A Bayesian deconvolution strategy for immunoprecipitation-based DNA methylome analysis

Affiliations

A Bayesian deconvolution strategy for immunoprecipitation-based DNA methylome analysis

Thomas A Down et al. Nat Biotechnol. 2008 Jul.

Abstract

DNA methylation is an indispensible epigenetic modification required for regulating the expression of mammalian genomes. Immunoprecipitation-based methods for DNA methylome analysis are rapidly shifting the bottleneck in this field from data generation to data analysis, necessitating the development of better analytical tools. In particular, an inability to estimate absolute methylation levels remains a major analytical difficulty associated with immunoprecipitation-based DNA methylation profiling. To address this issue, we developed a cross-platform algorithm-Bayesian tool for methylation analysis (Batman)-for analyzing methylated DNA immunoprecipitation (MeDIP) profiles generated using oligonucleotide arrays (MeDIP-chip) or next-generation sequencing (MeDIP-seq).

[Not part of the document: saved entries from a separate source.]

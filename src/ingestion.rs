use crate::error::{AttendanceError, Result};
use crate::schema::{AttendanceRecord, IngestionConfig, RowErrorPolicy, RowRejection};
use crate::utils::excel_serial_to_datetime;
use calamine::{open_workbook_auto_from_rs, Data, Reader};
use chrono::{DateTime, NaiveDate, NaiveDateTime};
use log::{debug, warn};
use once_cell::sync::Lazy;
use regex::Regex;
use std::fmt;
use std::io::Cursor;

static CLOCK_TIME: Lazy<Regex> = Lazy::new(|| Regex::new(r"^([0-9]{1,2}):([0-9]{2})$").unwrap());

const DATETIME_FORMATS: &[&str] = &[
    "%Y-%m-%dT%H:%M:%S",
    "%Y-%m-%d %H:%M:%S",
    "%Y-%m-%dT%H:%M:%S%.f",
    "%Y-%m-%d %H:%M:%S%.f",
    "%Y-%m-%dT%H:%M",
    "%Y-%m-%d %H:%M",
    "%Y/%m/%d %H:%M:%S",
    "%m/%d/%Y %H:%M:%S",
    "%m/%d/%Y %H:%M",
];

const DATE_FORMATS: &[&str] = &[
    "%Y-%m-%d",
    "%Y/%m/%d",
    "%m/%d/%Y",
    "%d-%b-%Y",
    "%d %b %Y",
    "%d %B %Y",
    "%b %d, %Y",
    "%B %d, %Y",
    "%b %d %Y",
    "%B %d %Y",
];

/// A spreadsheet cell, reduced to the shapes attendance sheets actually contain.
#[derive(Debug, Clone, PartialEq)]
pub enum CellValue {
    Empty,
    Text(String),
    Number(f64),
    Bool(bool),
    DateTime(NaiveDateTime),
}

impl CellValue {
    pub fn is_blank(&self) -> bool {
        match self {
            CellValue::Empty => true,
            CellValue::Text(s) => s.trim().is_empty(),
            _ => false,
        }
    }

    /// Blank, or the zero value a formula leaves behind when its source cell is empty.
    pub fn is_missing(&self) -> bool {
        match self {
            CellValue::Number(n) => *n == 0.0,
            CellValue::Bool(b) => !b,
            other => other.is_blank(),
        }
    }
}

impl fmt::Display for CellValue {
    fn fmt(&self, f: &mut fmt::Formatter<'_>) -> fmt::Result {
        match self {
            CellValue::Empty => Ok(()),
            CellValue::Text(s) => write!(f, "{}", s),
            CellValue::Number(n) if n.fract() == 0.0 && n.abs() < 1e15 => {
                write!(f, "{}", *n as i64)
            }
            CellValue::Number(n) => write!(f, "{}", n),
            CellValue::Bool(b) => write!(f, "{}", b),
            CellValue::DateTime(dt) => write!(f, "{}", dt.format("%Y-%m-%d %H:%M:%S")),
        }
    }
}

impl From<&Data> for CellValue {
    fn from(cell: &Data) -> Self {
        match cell {
            Data::Empty => CellValue::Empty,
            Data::String(s) => CellValue::Text(s.clone()),
            Data::Float(f) => CellValue::Number(*f),
            Data::Int(n) => CellValue::Number(*n as f64),
            Data::Bool(b) => CellValue::Bool(*b),
            Data::Error(e) => CellValue::Text(format!("#{:?}", e)),
            Data::DateTime(dt) => {
                // Time-only cells are a bare day fraction and stay numeric.
                let serial = dt.as_f64();
                if serial < 1.0 {
                    return CellValue::Number(serial);
                }
                // as_datetime applies the 1904 epoch for workbooks that use it.
                dt.as_datetime()
                    .map(CellValue::DateTime)
                    .unwrap_or(CellValue::Number(serial))
            }
            Data::DateTimeIso(s) => CellValue::Text(s.clone()),
            Data::DurationIso(s) => CellValue::Text(s.clone()),
        }
    }
}

#[derive(Debug, Clone, Copy, PartialEq, Eq)]
pub enum RequiredColumn {
    EmployeeName,
    Date,
    InTime,
    OutTime,
}

impl RequiredColumn {
    pub const ALL: [RequiredColumn; 4] = [
        RequiredColumn::EmployeeName,
        RequiredColumn::Date,
        RequiredColumn::InTime,
        RequiredColumn::OutTime,
    ];

    pub fn label(self) -> &'static str {
        match self {
            RequiredColumn::EmployeeName => "Employee Name",
            RequiredColumn::Date => "Date",
            RequiredColumn::InTime => "In-Time",
            RequiredColumn::OutTime => "Out-Time",
        }
    }

    /// Accepted header spellings, compared after trimming and lowercasing.
    pub fn aliases(self) -> &'static [&'static str] {
        match self {
            RequiredColumn::EmployeeName => &["employee name", "employee_name", "employeename"],
            RequiredColumn::Date => &["date"],
            RequiredColumn::InTime => &["in-time", "in time", "in_time", "intime"],
            RequiredColumn::OutTime => &["out-time", "out time", "out_time", "outtime"],
        }
    }

    fn matches(self, header: &str) -> bool {
        let header = header.trim().to_lowercase();
        self.aliases().contains(&header.as_str())
    }
}

#[derive(Debug, Clone, PartialEq)]
pub struct SheetRow {
    /// 1-based position in the worksheet; the header occupies row 1.
    pub row_number: usize,
    pub cells: Vec<CellValue>,
}

impl SheetRow {
    fn cell(&self, index: usize) -> &CellValue {
        self.cells.get(index).unwrap_or(&CellValue::Empty)
    }

    fn is_blank(&self) -> bool {
        self.cells.iter().all(CellValue::is_blank)
    }
}

/// Header row plus the non-blank data rows beneath it.
#[derive(Debug, Clone, PartialEq, Default)]
pub struct Sheet {
    pub headers: Vec<String>,
    pub rows: Vec<SheetRow>,
}

impl Sheet {
    /// Builds a sheet from in-memory rows, numbering them as if the header sat on row 1.
    pub fn from_rows(headers: &[&str], rows: Vec<Vec<CellValue>>) -> Self {
        Self {
            headers: headers.iter().map(|h| h.to_string()).collect(),
            rows: rows
                .into_iter()
                .enumerate()
                .map(|(idx, cells)| SheetRow {
                    row_number: idx + 2,
                    cells,
                })
                .filter(|row| !row.is_blank())
                .collect(),
        }
    }
}

#[derive(Debug, Clone, Copy, PartialEq, Eq)]
pub struct ColumnMap {
    pub employee_name: usize,
    pub date: usize,
    pub in_time: usize,
    pub out_time: usize,
}

#[derive(Debug, Clone, PartialEq, Default)]
pub struct NormalizedSheet {
    pub records: Vec<AttendanceRecord>,
    pub rejected: Vec<RowRejection>,
}

/// Reads the configured worksheet (first sheet by default) out of raw workbook bytes.
pub fn read_workbook(bytes: &[u8], config: &IngestionConfig) -> Result<Sheet> {
    if bytes.is_empty() {
        return Err(AttendanceError::NoFile);
    }

    let mut workbook = open_workbook_auto_from_rs(Cursor::new(bytes.to_vec()))?;

    let sheet_name = match &config.sheet_name {
        Some(name) => name.clone(),
        None => workbook
            .sheet_names()
            .first()
            .cloned()
            .ok_or(AttendanceError::EmptyInput)?,
    };

    if !workbook.sheet_names().contains(&sheet_name) {
        return Err(AttendanceError::SheetNotFound(sheet_name));
    }

    let range = workbook.worksheet_range(&sheet_name)?;
    let first_row = range.start().map(|(row, _)| row as usize).unwrap_or(0);

    let mut rows = range.rows().enumerate();
    let headers = match rows.next() {
        Some((_, header_cells)) => header_cells
            .iter()
            .map(|cell| CellValue::from(cell).to_string().trim().to_string())
            .collect(),
        None => Vec::new(),
    };

    let rows: Vec<SheetRow> = rows
        .map(|(idx, cells)| SheetRow {
            row_number: first_row + idx + 1,
            cells: cells.iter().map(CellValue::from).collect(),
        })
        .filter(|row| !row.is_blank())
        .collect();

    debug!(
        "Read sheet '{}' with {} columns and {} data rows",
        sheet_name,
        headers.len(),
        rows.len()
    );

    Ok(Sheet { headers, rows })
}

/// Checks the sheet has data and resolves every required column against the header row.
pub fn validate_sheet_structure(sheet: &Sheet) -> Result<ColumnMap> {
    if sheet.rows.is_empty() {
        return Err(AttendanceError::EmptyInput);
    }

    let mut resolved = [None; 4];
    let mut missing = Vec::new();

    for (slot, column) in resolved.iter_mut().zip(RequiredColumn::ALL) {
        *slot = sheet.headers.iter().position(|h| column.matches(h));
        if slot.is_none() {
            missing.push(column.label().to_string());
        }
    }

    match resolved {
        [Some(employee_name), Some(date), Some(in_time), Some(out_time)] => Ok(ColumnMap {
            employee_name,
            date,
            in_time,
            out_time,
        }),
        _ => Err(AttendanceError::MissingColumns(missing)),
    }
}

pub fn normalize_sheet(sheet: &Sheet, policy: RowErrorPolicy) -> Result<NormalizedSheet> {
    let columns = validate_sheet_structure(sheet)?;
    let mut normalized = NormalizedSheet {
        records: Vec::with_capacity(sheet.rows.len()),
        rejected: Vec::new(),
    };

    for row in &sheet.rows {
        match normalize_row(row, &columns) {
            Ok(record) => normalized.records.push(record),
            Err(e) if policy == RowErrorPolicy::SkipInvalid => {
                warn!("Skipping row {}: {}", row.row_number, e);
                normalized.rejected.push(RowRejection {
                    row: row.row_number,
                    message: e.to_string(),
                });
            }
            Err(e) => return Err(e),
        }
    }

    Ok(normalized)
}

/// Reads and normalizes a workbook in one step.
pub fn parse_workbook(bytes: &[u8], config: &IngestionConfig) -> Result<NormalizedSheet> {
    let sheet = read_workbook(bytes, config)?;
    normalize_sheet(&sheet, config.row_error_policy)
}

pub fn normalize_row(row: &SheetRow, columns: &ColumnMap) -> Result<AttendanceRecord> {
    let name_cell = row.cell(columns.employee_name);
    let employee_name = name_cell.to_string().trim().to_string();
    if name_cell.is_missing() || employee_name.is_empty() {
        return Err(AttendanceError::MalformedRow {
            row: row.row_number,
            reason: "Missing employee name".to_string(),
        });
    }

    let date_cell = row.cell(columns.date);
    if date_cell.is_missing() {
        return Err(AttendanceError::MalformedRow {
            row: row.row_number,
            reason: "Missing date".to_string(),
        });
    }

    let date = parse_date_cell(date_cell).ok_or_else(|| AttendanceError::InvalidDate {
        row: row.row_number,
        value: date_cell.to_string(),
    })?;

    Ok(AttendanceRecord {
        employee_name,
        date,
        in_time: normalize_time_cell(row.cell(columns.in_time)),
        out_time: normalize_time_cell(row.cell(columns.out_time)),
    })
}

pub fn parse_date_cell(cell: &CellValue) -> Option<NaiveDateTime> {
    match cell {
        CellValue::DateTime(dt) => Some(*dt),
        CellValue::Number(serial) => excel_serial_to_datetime(*serial),
        CellValue::Text(s) => parse_date_string(s.trim()),
        CellValue::Empty | CellValue::Bool(_) => None,
    }
}

pub fn parse_date_string(value: &str) -> Option<NaiveDateTime> {
    if let Ok(dt) = DateTime::parse_from_rfc3339(value) {
        return Some(dt.naive_local());
    }

    for format in DATETIME_FORMATS {
        if let Ok(dt) = NaiveDateTime::parse_from_str(value, format) {
            return Some(dt);
        }
    }

    DATE_FORMATS
        .iter()
        .find_map(|format| NaiveDate::parse_from_str(value, format).ok())
        .and_then(|date| date.and_hms_opt(0, 0, 0))
}

/// Canonical `HH:MM` for a time cell, or `None` for anything unrecognised.
pub fn normalize_time_cell(cell: &CellValue) -> Option<String> {
    match cell {
        CellValue::Text(s) => {
            let cleaned = s.trim();
            if cleaned.is_empty() || cleaned == "-" {
                return None;
            }
            let caps = CLOCK_TIME.captures(cleaned)?;
            Some(format!("{:0>2}:{}", &caps[1], &caps[2]))
        }
        CellValue::Number(fraction) if (0.0..1.0).contains(fraction) => {
            let total_minutes = (fraction * 24.0 * 60.0).round() as u32;
            Some(format!("{:02}:{:02}", total_minutes / 60, total_minutes % 60))
        }
        _ => None,
    }
}
use thiserror::Error;

#[derive(Error, Debug)]
pub enum AttendanceError {
    #[error("No file uploaded")]
    NoFile,

    #[error("Unable to read spreadsheet: {0}")]
    Workbook(#[from] calamine::Error),

    #[error("Sheet not found in workbook: {0}")]
    SheetNotFound(String),

    #[error("Excel file is empty")]
    EmptyInput,

    #[error("Missing required column: {}", .0.join(", "))]
    MissingColumns(Vec<String>),

    #[error("Error parsing row {row}: {reason}")]
    MalformedRow { row: usize, reason: String },

    #[error("Error parsing row {row}: Invalid date value: {value}")]
    InvalidDate { row: usize, value: String },

    #[error("Invalid month {0}: must be between 1 and 12")]
    InvalidMonth(u32),

    #[error("Ingestion failed during {operation}: {source}")]
    Storage {
        operation: &'static str,
        #[source]
        source: StoreError,
    },

    #[error("Serialization error: {0}")]
    SerializationError(#[from] serde_json::Error),
}

impl AttendanceError {
    /// True when the upload itself was absent, as opposed to failing during processing.
    pub fn is_missing_file(&self) -> bool {
        matches!(self, Self::NoFile)
    }

    /// True for faults caused by the spreadsheet contents rather than the backing store.
    pub fn is_input_error(&self) -> bool {
        matches!(
            self,
            Self::Workbook(_)
                | Self::SheetNotFound(_)
                | Self::EmptyInput
                | Self::MissingColumns(_)
                | Self::MalformedRow { .. }
                | Self::InvalidDate { .. }
        )
    }

    /// Sheet row (1-based, header is row 1) a row-scoped error points at.
    pub fn row(&self) -> Option<usize> {
        match self {
            Self::MalformedRow { row, .. } | Self::InvalidDate { row, .. } => Some(*row),
            _ => None,
        }
    }

    pub(crate) fn storage(operation: &'static str) -> impl FnOnce(StoreError) -> Self {
        move |source| Self::Storage { operation, source }
    }
}

#[derive(Error, Debug, Clone, PartialEq)]
pub enum StoreError {
    #[error("Employee not found: {0}")]
    UnknownEmployee(String),

    #[error("Employee already exists: {0}")]
    DuplicateEmployee(String),

    #[error("Backend failure: {0}")]
    Backend(String),
}

pub type Result<T> = std::result::Result<T, AttendanceError>;
pub type StoreResult<T> = std::result::Result<T, StoreError>;
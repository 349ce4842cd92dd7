use crate::error::Result;
use crate::hours::{
    day_type_for, elapsed_hours, is_leave_day, monthly_expected_hours, productivity,
};
use crate::schema::{AttendanceRecord, DailyAttendance, MonthlySummary};
use crate::utils::month_bounds;
use log::warn;

/// Derives the stored fact for one normalized row. The date loses any time-of-day.
pub fn daily_fact(employee_id: &str, record: &AttendanceRecord) -> DailyAttendance {
    let date = record.date.date();
    let in_time = record.in_time.as_deref();
    let out_time = record.out_time.as_deref();

    let worked_hours = elapsed_hours(in_time, out_time);
    if worked_hours < 0.0 {
        warn!(
            "{} on {}: out time {:?} precedes in time {:?}, storing {:.2}h",
            record.employee_name, date, record.out_time, record.in_time, worked_hours
        );
    }

    let day_type = day_type_for(date);

    DailyAttendance {
        employee_id: employee_id.to_string(),
        date,
        in_time: record.in_time.clone(),
        out_time: record.out_time.clone(),
        worked_hours,
        is_leave: is_leave_day(in_time, out_time, date),
        day_type,
        expected_hours: day_type.expected_hours(),
    }
}

/// Rolls one employee's facts up into the summary for `month`/`year`.
///
/// Facts dated outside the month are ignored. Expected hours come from the calendar,
/// so days without a fact still count towards the denominator.
pub fn aggregate_month(
    employee_id: &str,
    month: u32,
    year: i32,
    facts: &[DailyAttendance],
) -> Result<MonthlySummary> {
    let (start, end) = month_bounds(year, month)?;
    let in_month = || facts.iter().filter(move |f| f.date >= start && f.date <= end);

    let actual_hours: f64 = in_month().map(|f| f.worked_hours).sum();
    let leaves_used = in_month().filter(|f| f.is_leave).count() as u32;
    let expected_hours = monthly_expected_hours(month, year)?;

    Ok(MonthlySummary {
        employee_id: employee_id.to_string(),
        month,
        year,
        expected_hours,
        actual_hours,
        leaves_used,
        productivity_percentage: productivity(actual_hours, expected_hours),
    })
}
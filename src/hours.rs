//! Hour arithmetic for a fixed schedule: 8.5h Monday to Friday, 4h Saturday, nothing on Sunday.

use crate::error::Result;
use crate::schema::DayType;
use crate::utils::month_bounds;
use chrono::{Datelike, NaiveDate, Weekday};

/// Parses `H:MM`/`HH:MM` into minutes since midnight. Values are not range checked.
fn clock_minutes(time: &str) -> Option<i64> {
    let (hours, minutes) = time.trim().split_once(':')?;
    let hours: i64 = hours.trim().parse().ok()?;
    let minutes: i64 = minutes.trim().parse().ok()?;
    hours.checked_mul(60)?.checked_add(minutes)
}

/// Hours between two clock times. Returns 0.0 when either side is missing or unparseable.
///
/// There is no cross-midnight handling: an out time earlier than the in time
/// yields a negative duration.
pub fn elapsed_hours(in_time: Option<&str>, out_time: Option<&str>) -> f64 {
    match (in_time.and_then(clock_minutes), out_time.and_then(clock_minutes)) {
        (Some(start), Some(end)) => (end - start) as f64 / 60.0,
        _ => 0.0,
    }
}

pub fn day_type_for(date: NaiveDate) -> DayType {
    match date.weekday() {
        Weekday::Sun => DayType::Sunday,
        Weekday::Sat => DayType::Saturday,
        _ => DayType::Weekday,
    }
}

pub fn expected_hours_for(date: NaiveDate) -> f64 {
    day_type_for(date).expected_hours()
}

/// A working day with either clock time missing. Sundays are never leave.
pub fn is_leave_day(in_time: Option<&str>, out_time: Option<&str>, date: NaiveDate) -> bool {
    if expected_hours_for(date) == 0.0 {
        return false;
    }
    in_time.is_none() || out_time.is_none()
}

pub fn monthly_expected_hours(month: u32, year: i32) -> Result<f64> {
    let (start, end) = month_bounds(year, month)?;
    Ok(start
        .iter_days()
        .take_while(|day| *day <= end)
        .map(expected_hours_for)
        .sum())
}

pub fn round_to_cents(value: f64) -> f64 {
    (value * 100.0).round() / 100.0
}

/// Actual over expected as a percentage with two decimals. Zero when nothing was expected.
pub fn productivity(actual_hours: f64, expected_hours: f64) -> f64 {
    if expected_hours == 0.0 {
        return 0.0;
    }
    round_to_cents(actual_hours / expected_hours * 100.0)
}
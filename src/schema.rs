use chrono::{NaiveDate, NaiveDateTime};
use schemars::JsonSchema;
use serde::{Deserialize, Serialize};

#[derive(Debug, Clone, Copy, Serialize, Deserialize, PartialEq, Eq, Hash, JsonSchema)]
#[serde(rename_all = "lowercase")]
pub enum DayType {
    #[schemars(description = "Monday to Friday. Full working day of 8.5 expected hours.")]
    Weekday,

    #[schemars(description = "Half working day of 4 expected hours.")]
    Saturday,

    #[schemars(description = "Non-working day. Never counted as leave.")]
    Sunday,
}

impl DayType {
    pub fn expected_hours(self) -> f64 {
        match self {
            DayType::Weekday => 8.5,
            DayType::Saturday => 4.0,
            DayType::Sunday => 0.0,
        }
    }

    pub fn as_str(self) -> &'static str {
        match self {
            DayType::Weekday => "weekday",
            DayType::Saturday => "saturday",
            DayType::Sunday => "sunday",
        }
    }
}

#[derive(Debug, Clone, Serialize, Deserialize, PartialEq, JsonSchema)]
pub struct Employee {
    #[schemars(description = "Store-assigned identifier used as the key for attendance facts and summaries")]
    pub id: String,

    #[schemars(description = "Name exactly as it appears in the uploaded spreadsheet. Case-sensitive join key.")]
    pub name: String,

    #[schemars(description = "Human readable code generated when the employee is first seen (e.g. 'jane-smith-417')")]
    pub external_code: String,
}

/// Payload handed to the store when an unseen name turns up in an upload.
#[derive(Debug, Clone, Serialize, Deserialize, PartialEq)]
pub struct NewEmployee {
    pub name: String,
    pub external_code: String,
}

#[derive(Debug, Clone, Serialize, Deserialize, PartialEq, JsonSchema)]
pub struct DailyAttendance {
    pub employee_id: String,

    #[schemars(description = "Calendar day in YYYY-MM-DD format, without a time component")]
    pub date: NaiveDate,

    #[schemars(description = "Clock-in time as HH:MM, absent when not recorded")]
    pub in_time: Option<String>,

    #[schemars(description = "Clock-out time as HH:MM, absent when not recorded")]
    pub out_time: Option<String>,

    #[schemars(description = "Hours between in and out time. Negative when out time precedes in time.")]
    pub worked_hours: f64,

    #[schemars(description = "True when a working day is missing either clock time")]
    pub is_leave: bool,

    pub day_type: DayType,

    pub expected_hours: f64,
}

#[derive(Debug, Clone, Serialize, Deserialize, PartialEq, JsonSchema)]
pub struct MonthlySummary {
    pub employee_id: String,

    #[schemars(description = "Calendar month, 1 = January")]
    pub month: u32,

    pub year: i32,

    #[schemars(description = "Calendar-derived expected hours for the whole month")]
    pub expected_hours: f64,

    #[schemars(description = "Sum of worked hours over all recorded days in the month")]
    pub actual_hours: f64,

    pub leaves_used: u32,

    #[schemars(description = "actual / expected * 100 rounded to 2 decimals. Zero when nothing is expected. Not capped at 100.")]
    pub productivity_percentage: f64,
}

impl MonthlySummary {
    /// Zero-valued summary reported for a month nothing has been ingested for.
    pub fn empty(employee_id: &str, month: u32, year: i32) -> Self {
        Self {
            employee_id: employee_id.to_string(),
            month,
            year,
            expected_hours: 0.0,
            actual_hours: 0.0,
            leaves_used: 0,
            productivity_percentage: 0.0,
        }
    }
}

/// One spreadsheet row after normalization.
#[derive(Debug, Clone, Serialize, Deserialize, PartialEq)]
pub struct AttendanceRecord {
    pub employee_name: String,
    /// May carry a time-of-day when the source cell did; ingestion truncates it.
    pub date: NaiveDateTime,
    pub in_time: Option<String>,
    pub out_time: Option<String>,
}

#[derive(Debug, Clone, Copy, Serialize, Deserialize, PartialEq, Eq, Default, JsonSchema)]
#[serde(rename_all = "snake_case")]
pub enum RowErrorPolicy {
    #[default]
    #[schemars(description = "Abort the whole upload on the first row that is missing a name or has an unusable date")]
    FailFast,

    #[schemars(description = "Drop offending rows, ingest the rest, and list the dropped rows in the report")]
    SkipInvalid,
}

#[derive(Debug, Clone, Serialize, Deserialize, PartialEq, Default, JsonSchema)]
pub struct IngestionConfig {
    #[serde(default)]
    #[schemars(description = "Worksheet to read. The first sheet of the workbook is used when omitted.")]
    pub sheet_name: Option<String>,

    #[serde(default)]
    #[schemars(description = "What to do with rows that lack an employee name or a usable date")]
    pub row_error_policy: RowErrorPolicy,
}

impl IngestionConfig {
    pub fn from_json_str(json: &str) -> Result<Self, serde_json::Error> {
        serde_json::from_str(json)
    }

    pub fn generate_json_schema() -> schemars::schema::RootSchema {
        schemars::schema_for!(IngestionConfig)
    }

    pub fn schema_as_json() -> Result<String, serde_json::Error> {
        let schema = Self::generate_json_schema();
        serde_json::to_string_pretty(&schema)
    }
}

#[derive(Debug, Clone, Serialize, Deserialize, PartialEq)]
pub struct RowRejection {
    pub row: usize,
    pub message: String,
}

#[derive(Debug, Clone, Serialize, Deserialize, PartialEq)]
pub struct EmployeeIngestResult {
    pub employee_name: String,
    pub processed_records: usize,
}

#[derive(Debug, Clone, Serialize, Deserialize, PartialEq)]
pub struct IngestionReport {
    pub success: bool,
    pub employees: Vec<EmployeeIngestResult>,
    #[serde(default)]
    pub rejected_rows: Vec<RowRejection>,
}

impl IngestionReport {
    pub fn processed_records(&self) -> usize {
        self.employees.iter().map(|e| e.processed_records).sum()
    }
}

We developed the latter approach to provide a high-resolution whole-genome DNA methylation profile (DNA methylome) of a mammalian genome. Strong correlation of our data, obtained using mature human spermatozoa, with those obtained using bisulfite sequencing suggest that combining MeDIP-seq or MeDIP-chip with Batman provides a robust, quantitative and cost-effective functional genomic strategy for elucidating the function of DNA methylation.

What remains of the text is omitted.